====== RECORDS PROVIDED ======
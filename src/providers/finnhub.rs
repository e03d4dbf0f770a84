//! Finnhub free-tier client.
//!
//! Only the `/quote` snapshot is available: one row for the latest trading
//! session, no volume. The row date comes from the quote timestamp, which
//! on weekends still points at Friday's close.

use crate::config::HttpConfig;
use crate::models::{DailyBar, DateRange, RawBar, Source};
use crate::providers::cleaner::{to_bars, BarMeta};
use crate::providers::error::ProviderError;
use crate::providers::http_client::HttpClient;
use crate::providers::BarSource;
use anyhow::Result;
use async_trait::async_trait;
use chrono::{DateTime, Datelike, NaiveDate, Utc, Weekday};
use serde::Deserialize;
use std::collections::HashMap;
use std::sync::Mutex;
use tracing::{debug, info, warn};
use url::Url;

const BASE_URL: &str = "https://finnhub.io/api/v1";
const SOURCE: Source = Source::Finnhub;

#[derive(Debug, Deserialize)]
struct QuoteResponse {
    c: Option<f64>,
    h: Option<f64>,
    l: Option<f64>,
    o: Option<f64>,
    pc: Option<f64>,
    t: Option<i64>,
    error: Option<String>,
}

#[derive(Debug, Deserialize)]
#[serde(rename_all = "camelCase")]
struct ProfileResponse {
    finnhub_industry: Option<String>,
}

pub struct FinnhubClient {
    client: HttpClient,
    api_key: String,
    base_url: String,
    /// Sector per symbol; profiles rarely change so one lookup per process.
    sectors: Mutex<HashMap<String, Option<String>>>,
}

impl FinnhubClient {
    pub fn new(config: &HttpConfig, api_key: String) -> Result<Self> {
        Ok(Self {
            client: HttpClient::new(config, SOURCE)?,
            api_key,
            base_url: BASE_URL.to_string(),
            sectors: Mutex::new(HashMap::new()),
        })
    }

    fn url(&self, endpoint: &str, symbol: &str) -> Result<Url, ProviderError> {
        Url::parse_with_params(
            &format!("{}/{}", self.base_url, endpoint),
            &[("symbol", symbol), ("token", self.api_key.as_str())],
        )
        .map_err(|e| ProviderError::malformed(SOURCE, e))
    }

    fn cached_sector(&self, symbol: &str) -> Option<Option<String>> {
        self.sectors
            .lock()
            .unwrap_or_else(|poisoned| poisoned.into_inner())
            .get(symbol)
            .cloned()
    }

    /// Sector lookup. Failures are not cached and never fail the quote.
    async fn sector(&self, symbol: &str) -> Option<String> {
        if let Some(hit) = self.cached_sector(symbol) {
            return hit;
        }

        let url = self.url("stock/profile2", symbol).ok()?;
        let sector = match self.client.get_text(url).await {
            Ok(body) => parse_profile(&body),
            Err(e) => {
                warn!("{}: sector lookup failed: {}", symbol, e);
                return None;
            }
        };

        self.sectors
            .lock()
            .unwrap_or_else(|poisoned| poisoned.into_inner())
            .insert(symbol.to_string(), sector.clone());
        sector
    }
}

fn parse_profile(body: &str) -> Option<String> {
    serde_json::from_str::<ProfileResponse>(body)
        .ok()?
        .finnhub_industry
        .map(|s| s.trim().to_string())
        .filter(|s| !s.is_empty())
}

/// Finnhub reports missing fields as 0.
fn non_zero(v: Option<f64>) -> Option<f64> {
    v.filter(|x| *x != 0.0)
}

/// Parse a `/quote` body into a single row dated by the quote timestamp.
pub fn parse_quote(body: &str, symbol: &str, today: NaiveDate) -> Result<RawBar, ProviderError> {
    let q: QuoteResponse =
        serde_json::from_str(body).map_err(|e| ProviderError::malformed(SOURCE, e))?;

    if let Some(message) = q.error {
        return Err(ProviderError::Api {
            provider: SOURCE,
            message,
        });
    }

    let Some(close) = non_zero(q.c) else {
        return Err(ProviderError::no_data(SOURCE, symbol));
    };

    let date = q
        .t
        .filter(|t| *t > 0)
        .and_then(|t| DateTime::from_timestamp(t, 0))
        .map(|dt| dt.date_naive())
        .unwrap_or(today);

    if matches!(date.weekday(), Weekday::Sat | Weekday::Sun) {
        info!("{}: quote dated {} (weekend), last session carried over", symbol, date);
    }

    Ok(RawBar {
        date: Some(date),
        open: non_zero(q.o).or(non_zero(q.pc)).or(Some(close)),
        high: non_zero(q.h).or(Some(close)),
        low: non_zero(q.l).or(Some(close)),
        close: Some(close),
        volume: None,
    })
}

#[async_trait]
impl BarSource for FinnhubClient {
    fn id(&self) -> Source {
        SOURCE
    }

    /// The range is ignored: the free tier has no history.
    async fn fetch(&self, symbol: &str, _range: DateRange) -> Result<Vec<DailyBar>, ProviderError> {
        let sector = self.sector(symbol).await;

        let url = self.url("quote", symbol)?;
        let body = self.client.get_text(url).await?;
        let now = Utc::now();
        let row = parse_quote(&body, symbol, now.date_naive())?;

        let meta = BarMeta {
            sector,
            ..Default::default()
        };
        let bars = to_bars(symbol, &[row], SOURCE, &meta, now.naive_utc());
        debug!("{}: quote {:?}", symbol, bars.first().map(|b| (b.date, b.close)));

        if bars.is_empty() {
            return Err(ProviderError::no_data(SOURCE, symbol));
        }
        Ok(bars)
    }
}

#[cfg(test)]
mod tests {
    use super::*;

    fn today() -> NaiveDate {
        NaiveDate::from_ymd_opt(2025, 1, 13).unwrap()
    }

    #[test]
    fn test_date_comes_from_timestamp() {
        // 2025-01-10 21:00:00 UTC, a Friday close seen on Monday
        let body = r#"{"c": 236.85, "d": -3.2, "dp": -1.33, "h": 240.16, "l": 233.0, "o": 240.01, "pc": 240.05, "t": 1736542800}"#;
        let row = parse_quote(body, "AAPL", today()).unwrap();
        assert_eq!(row.date, NaiveDate::from_ymd_opt(2025, 1, 10));
        assert_eq!(row.close, Some(236.85));
        assert_eq!(row.open, Some(240.01));
        assert_eq!(row.volume, None);
    }

    #[test]
    fn test_missing_timestamp_falls_back_to_today() {
        let body = r#"{"c": 10.0, "h": 0, "l": 0, "o": 0, "pc": 9.5, "t": 0}"#;
        let row = parse_quote(body, "X", today()).unwrap();
        assert_eq!(row.date, Some(today()));
        assert_eq!(row.open, Some(9.5));
        assert_eq!(row.high, Some(10.0));
        assert_eq!(row.low, Some(10.0));
    }

    #[test]
    fn test_zero_price_is_no_data() {
        let body = r#"{"c": 0, "h": 0, "l": 0, "o": 0, "pc": 0, "t": 0}"#;
        let err = parse_quote(body, "ZZZZ", today()).unwrap_err();
        assert!(matches!(err, ProviderError::NoData { .. }));
    }

    #[test]
    fn test_error_payload() {
        let err = parse_quote(r#"{"error": "Invalid API key"}"#, "AAPL", today()).unwrap_err();
        assert!(matches!(err, ProviderError::Api { .. }));
    }

    #[test]
    fn test_parse_profile() {
        assert_eq!(
            parse_profile(r#"{"name": "Apple Inc", "finnhubIndustry": "Technology"}"#),
            Some("Technology".to_string())
        );
        assert_eq!(parse_profile(r#"{"finnhubIndustry": ""}"#), None);
        assert_eq!(parse_profile("{}"), None);
    }
}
======
**TRY IT**
The lines from the top of the data above down to the line containing "pub fn new(config: &HttpConfig, api_key: String)" are to be copied exactly; no other line should appear.

**SOLVED PROBLEM**
filename src/providers/finnhub.rs
repository e03d4dbf0f770a84
//! Finnhub free-tier client.
//!
//! Only the `/quote` snapshot is available: one row for the latest trading
//! session, no volume. The row date comes from the quote timestamp, which
//! on weekends still points at Friday's close.

use crate::config::HttpConfig;
use crate::models::{DailyBar, DateRange, RawBar, Source};
use crate::providers::cleaner::{to_bars, BarMeta};
use crate::providers::error::ProviderError;
use crate::providers::http_client::HttpClient;
use crate::providers::BarSource;
use anyhow::Result;
use async_trait::async_trait;
use chrono::{DateTime, Datelike, NaiveDate, Utc, Weekday};
use serde::Deserialize;
use std::collections::HashMap;
use std::sync::Mutex;
use tracing::{debug, info, warn};
use url::Url;

const BASE_URL: &str = "https://finnhub.io/api/v1";
const SOURCE: Source = Source::Finnhub;

#[derive(Debug, Deserialize)]
struct QuoteResponse {
    c: Option<f64>,
    h: Option<f64>,
    l: Option<f64>,
    o: Option<f64>,
    pc: Option<f64>,
    t: Option<i64>,
    error: Option<String>,
}

#[derive(Debug, Deserialize)]
#[serde(rename_all = "camelCase")]
struct ProfileResponse {
    finnhub_industry: Option<String>,
}

pub struct FinnhubClient {
    client: HttpClient,
    api_key: String,
    base_url: String,
    /// Sector per symbol; profiles rarely change so one lookup per process.
    sectors: Mutex<HashMap<String, Option<String>>>,
}

impl FinnhubClient {
    pub fn new(config: &HttpConfig, api_key: String) -> Result<Self> {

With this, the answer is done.